(Extracted data)

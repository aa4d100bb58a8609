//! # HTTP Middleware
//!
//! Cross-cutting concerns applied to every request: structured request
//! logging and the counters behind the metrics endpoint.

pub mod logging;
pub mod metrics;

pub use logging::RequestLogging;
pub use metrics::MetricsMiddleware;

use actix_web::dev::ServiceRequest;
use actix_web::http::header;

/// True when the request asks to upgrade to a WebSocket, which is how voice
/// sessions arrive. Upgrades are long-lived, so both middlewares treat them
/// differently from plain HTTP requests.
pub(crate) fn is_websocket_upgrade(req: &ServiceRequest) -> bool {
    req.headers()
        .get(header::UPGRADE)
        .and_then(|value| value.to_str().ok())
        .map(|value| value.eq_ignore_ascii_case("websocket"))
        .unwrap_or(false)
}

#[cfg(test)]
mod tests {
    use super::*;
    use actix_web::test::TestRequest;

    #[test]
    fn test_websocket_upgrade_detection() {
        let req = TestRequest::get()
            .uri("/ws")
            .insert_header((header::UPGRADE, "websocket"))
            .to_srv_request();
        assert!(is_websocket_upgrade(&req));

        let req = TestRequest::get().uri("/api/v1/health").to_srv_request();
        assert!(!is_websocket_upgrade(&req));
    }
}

(End Extracted data)
(Extracted data)

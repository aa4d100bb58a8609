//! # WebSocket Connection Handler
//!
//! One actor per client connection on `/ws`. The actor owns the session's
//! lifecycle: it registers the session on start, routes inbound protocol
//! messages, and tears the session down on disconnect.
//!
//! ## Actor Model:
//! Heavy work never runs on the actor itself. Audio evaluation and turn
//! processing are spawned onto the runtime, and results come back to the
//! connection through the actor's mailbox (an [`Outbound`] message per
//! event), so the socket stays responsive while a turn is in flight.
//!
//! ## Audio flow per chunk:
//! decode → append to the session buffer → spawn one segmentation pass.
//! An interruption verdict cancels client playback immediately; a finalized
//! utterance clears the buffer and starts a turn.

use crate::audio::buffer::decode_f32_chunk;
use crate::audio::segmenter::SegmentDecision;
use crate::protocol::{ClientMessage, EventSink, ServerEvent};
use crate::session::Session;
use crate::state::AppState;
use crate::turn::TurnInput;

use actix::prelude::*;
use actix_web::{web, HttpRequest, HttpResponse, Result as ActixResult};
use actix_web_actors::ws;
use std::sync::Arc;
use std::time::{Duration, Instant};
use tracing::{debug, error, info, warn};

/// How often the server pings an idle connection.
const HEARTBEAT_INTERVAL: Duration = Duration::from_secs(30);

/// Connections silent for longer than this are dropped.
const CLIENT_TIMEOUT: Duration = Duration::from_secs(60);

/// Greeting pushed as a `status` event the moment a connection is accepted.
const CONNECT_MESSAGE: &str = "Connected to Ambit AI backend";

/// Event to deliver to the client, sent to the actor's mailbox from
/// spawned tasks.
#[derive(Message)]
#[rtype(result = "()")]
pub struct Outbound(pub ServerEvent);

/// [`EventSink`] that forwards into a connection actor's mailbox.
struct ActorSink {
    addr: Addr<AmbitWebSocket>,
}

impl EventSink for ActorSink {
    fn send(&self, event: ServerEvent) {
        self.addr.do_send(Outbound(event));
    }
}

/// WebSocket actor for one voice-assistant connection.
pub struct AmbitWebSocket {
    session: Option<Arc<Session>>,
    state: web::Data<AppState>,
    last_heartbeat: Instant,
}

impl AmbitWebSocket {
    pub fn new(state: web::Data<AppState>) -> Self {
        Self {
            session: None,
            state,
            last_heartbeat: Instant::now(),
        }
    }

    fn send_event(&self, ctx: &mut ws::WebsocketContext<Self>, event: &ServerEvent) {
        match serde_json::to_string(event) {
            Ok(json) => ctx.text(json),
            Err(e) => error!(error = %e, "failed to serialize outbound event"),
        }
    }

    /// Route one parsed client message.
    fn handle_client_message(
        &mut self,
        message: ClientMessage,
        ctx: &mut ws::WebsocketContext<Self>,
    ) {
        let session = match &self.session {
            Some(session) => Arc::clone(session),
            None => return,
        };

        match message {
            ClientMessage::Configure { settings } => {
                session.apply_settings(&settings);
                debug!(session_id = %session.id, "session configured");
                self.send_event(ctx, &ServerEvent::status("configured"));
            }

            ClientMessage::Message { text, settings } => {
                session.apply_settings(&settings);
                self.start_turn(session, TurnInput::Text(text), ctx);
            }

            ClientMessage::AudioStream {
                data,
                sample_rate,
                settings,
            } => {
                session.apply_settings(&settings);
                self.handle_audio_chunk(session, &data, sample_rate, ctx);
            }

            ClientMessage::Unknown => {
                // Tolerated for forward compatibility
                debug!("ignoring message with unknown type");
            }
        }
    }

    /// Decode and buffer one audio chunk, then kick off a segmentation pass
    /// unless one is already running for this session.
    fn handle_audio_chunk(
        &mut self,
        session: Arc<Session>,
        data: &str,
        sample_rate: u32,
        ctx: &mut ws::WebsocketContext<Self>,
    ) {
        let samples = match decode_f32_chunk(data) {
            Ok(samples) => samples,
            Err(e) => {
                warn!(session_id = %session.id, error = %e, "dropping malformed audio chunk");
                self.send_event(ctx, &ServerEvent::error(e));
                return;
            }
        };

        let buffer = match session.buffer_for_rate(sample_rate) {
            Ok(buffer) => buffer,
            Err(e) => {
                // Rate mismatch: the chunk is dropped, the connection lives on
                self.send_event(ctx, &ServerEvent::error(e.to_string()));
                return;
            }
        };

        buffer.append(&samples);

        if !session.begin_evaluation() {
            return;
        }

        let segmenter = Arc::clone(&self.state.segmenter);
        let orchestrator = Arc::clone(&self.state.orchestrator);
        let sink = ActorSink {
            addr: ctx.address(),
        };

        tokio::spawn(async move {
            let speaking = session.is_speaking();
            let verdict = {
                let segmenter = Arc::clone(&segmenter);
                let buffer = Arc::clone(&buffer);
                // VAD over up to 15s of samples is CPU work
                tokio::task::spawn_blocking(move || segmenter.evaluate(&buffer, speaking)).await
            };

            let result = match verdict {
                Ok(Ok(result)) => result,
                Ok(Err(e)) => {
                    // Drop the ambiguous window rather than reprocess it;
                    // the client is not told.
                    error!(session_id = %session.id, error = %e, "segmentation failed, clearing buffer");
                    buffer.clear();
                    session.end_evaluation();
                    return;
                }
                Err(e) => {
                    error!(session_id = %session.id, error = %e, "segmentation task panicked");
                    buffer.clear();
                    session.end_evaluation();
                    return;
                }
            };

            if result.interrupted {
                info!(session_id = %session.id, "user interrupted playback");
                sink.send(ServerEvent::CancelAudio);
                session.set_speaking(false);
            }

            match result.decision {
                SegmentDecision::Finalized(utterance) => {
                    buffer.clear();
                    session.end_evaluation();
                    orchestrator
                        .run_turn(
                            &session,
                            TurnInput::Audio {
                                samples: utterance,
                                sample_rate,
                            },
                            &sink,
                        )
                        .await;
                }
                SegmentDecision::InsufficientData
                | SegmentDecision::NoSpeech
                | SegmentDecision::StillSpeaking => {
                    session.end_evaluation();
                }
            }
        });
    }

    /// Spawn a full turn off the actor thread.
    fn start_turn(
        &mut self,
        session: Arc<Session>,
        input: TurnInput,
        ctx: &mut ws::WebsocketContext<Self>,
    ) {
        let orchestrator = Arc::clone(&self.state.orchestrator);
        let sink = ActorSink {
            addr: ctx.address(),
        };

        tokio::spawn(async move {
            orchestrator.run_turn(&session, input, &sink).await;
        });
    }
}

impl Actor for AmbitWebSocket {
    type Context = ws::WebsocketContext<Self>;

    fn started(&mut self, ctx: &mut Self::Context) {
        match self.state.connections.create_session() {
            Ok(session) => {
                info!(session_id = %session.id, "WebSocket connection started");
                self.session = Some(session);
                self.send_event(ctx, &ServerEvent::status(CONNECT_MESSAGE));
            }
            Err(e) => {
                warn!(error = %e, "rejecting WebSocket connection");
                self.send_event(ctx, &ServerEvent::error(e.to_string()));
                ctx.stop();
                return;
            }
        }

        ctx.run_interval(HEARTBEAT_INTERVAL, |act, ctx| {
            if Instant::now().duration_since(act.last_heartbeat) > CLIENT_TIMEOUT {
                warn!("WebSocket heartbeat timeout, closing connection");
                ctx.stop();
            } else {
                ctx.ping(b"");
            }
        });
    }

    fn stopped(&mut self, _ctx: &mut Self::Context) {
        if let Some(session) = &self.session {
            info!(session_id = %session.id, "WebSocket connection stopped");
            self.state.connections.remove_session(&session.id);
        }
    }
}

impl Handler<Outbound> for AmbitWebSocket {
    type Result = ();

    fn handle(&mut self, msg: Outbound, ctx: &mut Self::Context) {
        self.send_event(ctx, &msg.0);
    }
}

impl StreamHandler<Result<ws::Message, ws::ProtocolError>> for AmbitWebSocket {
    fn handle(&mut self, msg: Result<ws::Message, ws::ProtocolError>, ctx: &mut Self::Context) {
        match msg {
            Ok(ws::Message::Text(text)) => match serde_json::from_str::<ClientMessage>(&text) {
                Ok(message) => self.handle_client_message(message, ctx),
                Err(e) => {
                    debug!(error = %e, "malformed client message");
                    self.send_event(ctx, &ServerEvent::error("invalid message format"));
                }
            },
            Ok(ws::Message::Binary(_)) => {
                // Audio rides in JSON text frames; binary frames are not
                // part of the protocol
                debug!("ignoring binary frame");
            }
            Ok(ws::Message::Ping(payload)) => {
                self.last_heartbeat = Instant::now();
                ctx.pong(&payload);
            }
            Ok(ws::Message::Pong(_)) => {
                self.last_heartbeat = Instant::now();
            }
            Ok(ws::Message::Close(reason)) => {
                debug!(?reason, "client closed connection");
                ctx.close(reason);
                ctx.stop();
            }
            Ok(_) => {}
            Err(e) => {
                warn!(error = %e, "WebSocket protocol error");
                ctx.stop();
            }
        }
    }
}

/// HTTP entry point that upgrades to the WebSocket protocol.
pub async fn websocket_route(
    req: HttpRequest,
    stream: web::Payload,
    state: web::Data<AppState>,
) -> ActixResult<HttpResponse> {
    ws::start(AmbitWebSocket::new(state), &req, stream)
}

(End Extracted data)

What you are asked to do —
Your answer should consist of each line above in which "TestRequest" appears.

Solution to this exercise —
    use actix_web::test::TestRequest;
        let req = TestRequest::get()
        let req = TestRequest::get().uri("/api/v1/health").to_srv_request();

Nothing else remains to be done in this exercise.